The SCA deserves praise for its courage and the skill with which it has created an attractive, lively platform for topical discussion and distribution of its articles. I have considerable respect for the SCA staff and leadership who have undertaken this effort with such élan.
That said, Cultural Anthropology‘s move to OA is not irony-free. The funds used to launch this experiment were the fruit of Cultural Anthropology’s royalties from the for-profit publisher Wiley-Blackwell’s contract with the American Anthropological Association. In a recent editorial, Michael Chibnik, editor of the American Anthropologist, notes that only two journals in the large publishing portfolio of the AAA realize a profit. Strictly speaking, a few other titles generate modest gains (in the hundreds of dollars), but these gains would not be able to carry the burdens of the 15 titles that lose money each year. Resulting net profits from across the portfolio are shared among all journal-publishing sections of the AAA. In going OA, Cultural Anthropology is forsaking most future revenue from the Wiley-Blackwell alliance. Whether the society’s new model will prove financially sustainable remains to be seen; we’ll know for sure in three to five years. I have my doubts . . . but will be pleased if my skepticism proves to be misplaced.
After serving for three years on the AAA’s Committee on the Future of Print and Electronic Publishing, my feelings about the role of OA in anthropology have moved from strong support to far more tempered enthusiasm.
Before I explain the roots of this apostasy, let me make two things clear. My expression of doubt about OA fundamentalism should not be interpreted as a defense of the excesses of some for-profit publishers. At their worst, they have turned the work of writing, editing, and peer-review (“service to the profession”) into a Southern plantation in which we academics work for free and the publishers and their shareholders reap handsome profits from the fruits of our unpaid labor.

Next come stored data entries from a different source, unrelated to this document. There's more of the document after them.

//! Position-change detection for ordered, id-bearing collections.
//!
//! Firewall rules and NAT mappings are evaluated top to bottom, so moving an
//! entity is a real change even when none of its fields changed. This module
//! reports which ids present on both sides sit at a different position.
//! Ids present on only one side are additions or removals and are never
//! reported here.

use serde::Serialize;
use std::collections::{HashMap, HashSet};

/// A pure position change of an id present in both sequences.
#[derive(Debug, Clone, PartialEq, Eq, Serialize)]
pub struct OrderChange {
    pub id: String,
    pub old_position: usize,
    pub new_position: usize,
}

/// Reports every id present in both sequences whose index differs.
///
/// Runs in O(n) time and space. The result is sorted by old position (ties
/// broken by id), so the output does not depend on hash iteration order.
/// If an id occurs more than once in a sequence, its first occurrence is
/// used.
///
/// # Examples
///
/// ```
/// use cfgdiff::order::detect_reorders;
///
/// let moves = detect_reorders(&["a", "b", "c"], &["c", "a", "b"]);
/// assert_eq!(moves.len(), 3);
/// assert_eq!(moves[0].id, "a");
/// assert_eq!((moves[0].old_position, moves[0].new_position), (0, 1));
///
/// assert!(detect_reorders(&["a", "b"], &["a", "c"]).is_empty());
/// ```
pub fn detect_reorders<S: AsRef<str>>(old_ids: &[S], new_ids: &[S]) -> Vec<OrderChange> {
    detect_moves(
        old_ids.iter().enumerate().map(|(i, id)| (id.as_ref(), i)),
        new_ids.iter().enumerate().map(|(i, id)| (id.as_ref(), i)),
    )
}

/// Returns true if [`detect_reorders`] would report anything.
pub fn has_reorders<S: AsRef<str>>(old_ids: &[S], new_ids: &[S]) -> bool {
    !detect_reorders(old_ids, new_ids).is_empty()
}

/// Same as [`detect_reorders`], but over explicit `(id, position)` pairs.
///
/// Lets callers supply positions that are not slice indices, e.g. absolute
/// ordinals of a collection with some entities filtered out, or ranks
/// among the ids common to both sides.
pub fn detect_moves<'a, I, J>(old: I, new: J) -> Vec<OrderChange>
where
    I: IntoIterator<Item = (&'a str, usize)>,
    J: IntoIterator<Item = (&'a str, usize)>,
{
    let new_index = position_index(new);

    let mut seen: HashSet<&str> = HashSet::new();
    let mut changes: Vec<OrderChange> = old
        .into_iter()
        .filter(|(id, _)| seen.insert(*id))
        .filter_map(|(id, old_position)| {
            let new_position = *new_index.get(id)?;
            (old_position != new_position).then(|| OrderChange {
                id: id.to_string(),
                old_position,
                new_position,
            })
        })
        .collect();

    changes.sort_by(|a, b| {
        a.old_position
            .cmp(&b.old_position)
            .then_with(|| a.id.cmp(&b.id))
    });
    changes
}

fn position_index<'a, I>(items: I) -> HashMap<&'a str, usize>
where
    I: IntoIterator<Item = (&'a str, usize)>,
{
    let mut index = HashMap::new();
    for (id, position) in items {
        index.entry(id).or_insert(position);
    }
    index
}
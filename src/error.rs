use crate::{fit::FitError, points::PointsError, speedup::SpeedupError};

#[derive(thiserror::Error, Debug)]
pub enum Error {
    #[error("Error in the `points` module")]
    Points(#[from] PointsError),
    #[error("Error in the `fit` module")]
    Fit(#[from] FitError),
    #[error("Error in the `speedup` module")]
    Speedup(#[from] SpeedupError),
}
//! Total least squares regression
//!
//! Fits the no-intercept model `y = m * x` to a pair of wind speed series by
//! orthogonal distance regression: the slope minimizes the perpendicular
//! distances to the fitted line rather than the vertical residuals, so
//! neither series plays the role of the error-free variable.

#[derive(Debug, thiserror::Error)]
pub enum FitError {
    #[error("cannot fit a slope to empty series")]
    Empty,
    #[error("series length mismatch: {0} vs {1}")]
    Unequal(usize, usize),
    #[error("the slope is unresolved, the series carry no cross correlation")]
    Degenerate,
}
type Result<T> = std::result::Result<T, FitError>;

/// Fits the total least squares model `y = m * x` and returns the slope `m`
///
/// The perpendicular distance objective of the one parameter model is
/// minimized in closed form from the second order sums of the data,
/// the stationary slopes being the roots of
/// `m^2 Sxy + m (Sxx - Syy) - Sxy = 0`
pub fn fit_tls(x: &[f64], y: &[f64]) -> Result<f64> {
    if x.is_empty() || y.is_empty() {
        return Err(FitError::Empty);
    }
    if x.len() != y.len() {
        return Err(FitError::Unequal(x.len(), y.len()));
    }
    let sxx: f64 = x.iter().map(|x| x * x).sum();
    let syy: f64 = y.iter().map(|y| y * y).sum();
    let sxy: f64 = x.iter().zip(y).map(|(x, y)| x * y).sum();
    // of the two stationary slopes, the minimizer carries the sign of the
    // cross moment; the branch picks the cancellation free expression
    let delta = syy - sxx;
    let discriminant = delta.hypot(2. * sxy);
    let slope = if delta > 0. {
        (delta + discriminant) / (2. * sxy)
    } else {
        2. * sxy / (discriminant - delta)
    };
    if slope.is_finite() {
        Ok(slope)
    } else {
        Err(FitError::Degenerate)
    }
}

#[cfg(test)]
mod tests {
    use super::*;

    #[test]
    fn exact_doubling() {
        let x: Vec<f64> = (1..=100).map(|k| k as f64 / 10.).collect();
        let y: Vec<f64> = x.iter().map(|x| 2. * x).collect();
        let slope = fit_tls(&x, &y).unwrap();
        assert!((slope - 2.).abs() < 1e-12, "slope = {}", slope);
    }
    #[test]
    fn identical_series() {
        let x: Vec<f64> = (1..=50).map(|k| (k as f64).sqrt()).collect();
        let slope = fit_tls(&x, &x).unwrap();
        assert!((slope - 1.).abs() < 1e-12, "slope = {}", slope);
    }
    #[test]
    fn swapping_series_inverts_the_slope() {
        let x = vec![1.2, 3.4, 2.7, 8.1, 5.5, 4.3];
        let y = vec![2.9, 6.2, 5.8, 17.3, 10.4, 9.1];
        let forward = fit_tls(&x, &y).unwrap();
        let backward = fit_tls(&y, &x).unwrap();
        assert!((forward * backward - 1.).abs() < 1e-9);
    }
    #[test]
    fn anti_correlated_series() {
        let x = vec![1., 2., 3., 4.];
        let y: Vec<f64> = x.iter().map(|x| -3. * x).collect();
        let slope = fit_tls(&x, &y).unwrap();
        assert!((slope + 3.).abs() < 1e-12, "slope = {}", slope);
    }
    #[test]
    fn empty_series() {
        assert!(matches!(fit_tls(&[], &[]), Err(FitError::Empty)));
    }
    #[test]
    fn unequal_series() {
        assert!(matches!(
            fit_tls(&[1., 2.], &[1.]),
            Err(FitError::Unequal(2, 1))
        ));
    }
    #[test]
    fn all_zero_series() {
        assert!(matches!(
            fit_tls(&[0., 0., 0.], &[0., 0., 0.]),
            Err(FitError::Degenerate)
        ));
    }
}
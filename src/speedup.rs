//! Pairwise speedup tables
//!
//! For a pair of points, the "initiation" point provides the speedup
//! abscissa, the "target" point the ordinate and the wind direction used to
//! stratify the samples into sectors.

use crate::fit::{fit_tls, FitError};
use crate::points::PointSeries;
use crate::sector::Sector;
use std::cmp::Ordering;
use std::fmt;
use std::ops::Deref;

#[derive(Debug, thiserror::Error)]
pub enum SpeedupError {
    #[error("points {0} and {1} have no common time samples")]
    NoOverlap(u32, u32),
    #[error("failed to fit the overall speedup of points {initiation} and {target}")]
    Overall {
        initiation: u32,
        target: u32,
        #[source]
        source: FitError,
    },
}
type Result<T> = std::result::Result<T, SpeedupError>;

/// Time matched samples of a pair of points
pub struct PairedSeries {
    /// Initiation point id
    pub initiation: u32,
    /// Target point id
    pub target: u32,
    /// Initiation point wind speed [m/s]
    pub initiation_speed: Vec<f64>,
    /// Target point wind speed [m/s]
    pub target_speed: Vec<f64>,
    /// Target point wind direction [degree]
    pub direction: Vec<f64>,
    // initiation point record count before the join,
    // the sector frequency denominator
    n_initiation: usize,
}
impl PairedSeries {
    /// Inner-joins two point series on their time samples
    ///
    /// Both series are expected time sorted, as loaded
    pub fn new(initiation: &PointSeries, target: &PointSeries) -> Result<Self> {
        let mut paired = Self {
            initiation: initiation.id,
            target: target.id,
            initiation_speed: vec![],
            target_speed: vec![],
            direction: vec![],
            n_initiation: initiation.len(),
        };
        let (mut i, mut j) = (0, 0);
        while i < initiation.len() && j < target.len() {
            match initiation.time[i].total_cmp(&target.time[j]) {
                Ordering::Less => i += 1,
                Ordering::Greater => j += 1,
                Ordering::Equal => {
                    paired.initiation_speed.push(initiation.speed[i]);
                    paired.target_speed.push(target.speed[j]);
                    paired.direction.push(target.direction[j]);
                    i += 1;
                    j += 1;
                }
            }
        }
        if paired.is_empty() {
            Err(SpeedupError::NoOverlap(initiation.id, target.id))
        } else {
            Ok(paired)
        }
    }
    pub fn len(&self) -> usize {
        self.direction.len()
    }
    pub fn is_empty(&self) -> bool {
        self.len() == 0
    }
    fn sector_samples(&self, sector: Sector) -> (Vec<f64>, Vec<f64>) {
        self.direction
            .iter()
            .enumerate()
            .filter(|(_, direction)| sector.contains(**direction))
            .map(|(k, _)| (self.initiation_speed[k], self.target_speed[k]))
            .unzip()
    }
    /// TLS speedup slope of the sector samples, NaN when the sector is unresolved
    pub fn sector_slope(&self, sector: Sector) -> f64 {
        let (x, y) = self.sector_samples(sector);
        fit_tls(&x, &y).unwrap_or(f64::NAN)
    }
    /// Fraction of the initiation point records with the target wind direction in the sector
    pub fn sector_frequency(&self, sector: Sector) -> f64 {
        let n = self
            .direction
            .iter()
            .filter(|direction| sector.contains(**direction))
            .count();
        n as f64 / self.n_initiation as f64
    }
    /// TLS speedup slope over all common samples
    pub fn overall_slope(&self) -> Result<f64> {
        fit_tls(&self.initiation_speed, &self.target_speed).map_err(|source| {
            SpeedupError::Overall {
                initiation: self.initiation,
                target: self.target,
                source,
            }
        })
    }
    /// Fraction of the initiation point records with a matching target sample
    pub fn overall_frequency(&self) -> f64 {
        self.len() as f64 / self.n_initiation as f64
    }
    /// Speedup slopes and sector frequencies of the pair
    pub fn speedup(&self) -> Result<PairSpeedup> {
        Ok(PairSpeedup {
            initiation: self.initiation,
            target: self.target,
            slopes: Sector::all().map(|sector| self.sector_slope(sector)).collect(),
            frequencies: Sector::all()
                .map(|sector| self.sector_frequency(sector))
                .collect(),
            overall_slope: self.overall_slope()?,
            overall_frequency: self.overall_frequency(),
        })
    }
}

/// Directional speedup slopes and sector frequencies of a point pair
#[derive(Debug)]
pub struct PairSpeedup {
    pub initiation: u32,
    pub target: u32,
    pub slopes: Vec<f64>,
    pub frequencies: Vec<f64>,
    pub overall_slope: f64,
    pub overall_frequency: f64,
}

/// Accumulated pair speedups of a site
#[derive(Debug, Default)]
pub struct Speedups(Vec<PairSpeedup>);
impl Deref for Speedups {
    type Target = Vec<PairSpeedup>;

    fn deref(&self) -> &Self::Target {
        &self.0
    }
}
impl Speedups {
    pub fn push(&mut self, pair: PairSpeedup) {
        self.0.push(pair)
    }
    /// Whitespace delimited table of the TLS slopes
    pub fn slope_table(&self) -> SlopeTable<'_> {
        SlopeTable(&self.0)
    }
    /// Whitespace delimited table of the sector occupancy frequencies
    pub fn frequency_table(&self) -> FrequencyTable<'_> {
        FrequencyTable(&self.0)
    }
}
impl FromIterator<PairSpeedup> for Speedups {
    fn from_iter<T: IntoIterator<Item = PairSpeedup>>(iter: T) -> Self {
        Self(iter.into_iter().collect())
    }
}

fn write_header(f: &mut fmt::Formatter<'_>) -> fmt::Result {
    write!(f, "Initiation Target")?;
    for sector in Sector::all() {
        write!(f, " {}", sector)?;
    }
    writeln!(f, " Overall")
}

pub struct SlopeTable<'a>(&'a [PairSpeedup]);
impl fmt::Display for SlopeTable<'_> {
    fn fmt(&self, f: &mut fmt::Formatter<'_>) -> fmt::Result {
        write_header(f)?;
        for pair in self.0 {
            write!(f, "{} {}", pair.initiation, pair.target)?;
            for slope in &pair.slopes {
                write!(f, " {}", slope)?;
            }
            writeln!(f, " {}", pair.overall_slope)?;
        }
        Ok(())
    }
}

pub struct FrequencyTable<'a>(&'a [PairSpeedup]);
impl fmt::Display for FrequencyTable<'_> {
    fn fmt(&self, f: &mut fmt::Formatter<'_>) -> fmt::Result {
        write_header(f)?;
        for pair in self.0 {
            write!(f, "{} {}", pair.initiation, pair.target)?;
            for frequency in &pair.frequencies {
                write!(f, " {}", frequency)?;
            }
            writeln!(f, " {}", pair.overall_frequency)?;
        }
        Ok(())
    }
}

Second, thanks to my involvement with the Society for the Anthropology of Lowland South America (SALSA), I’ve seen how digital-only OA can offer an attractive solution to the scale problems of small-society publishing. SALSA’s peer-reviewed journal, Tipití, which published for seven years as a conventional print journal, was losing money at an unsustainable rate, in part because of rising international postage rates and the difficulty of managing subscriptions. (SALSA is a truly international society, with many members in Latin America and Europe.) Once the journal shifted from paper publishing to digital-only, gold OA, its viewership increased from the hundreds to the many thousands in a matter of weeks. That welcome change has not been without financial challenges, however. The journal’s viability depends on free web hosting, no-cost access to the bepress publishing platform, and technical support offered by Trinity University in San Antonio.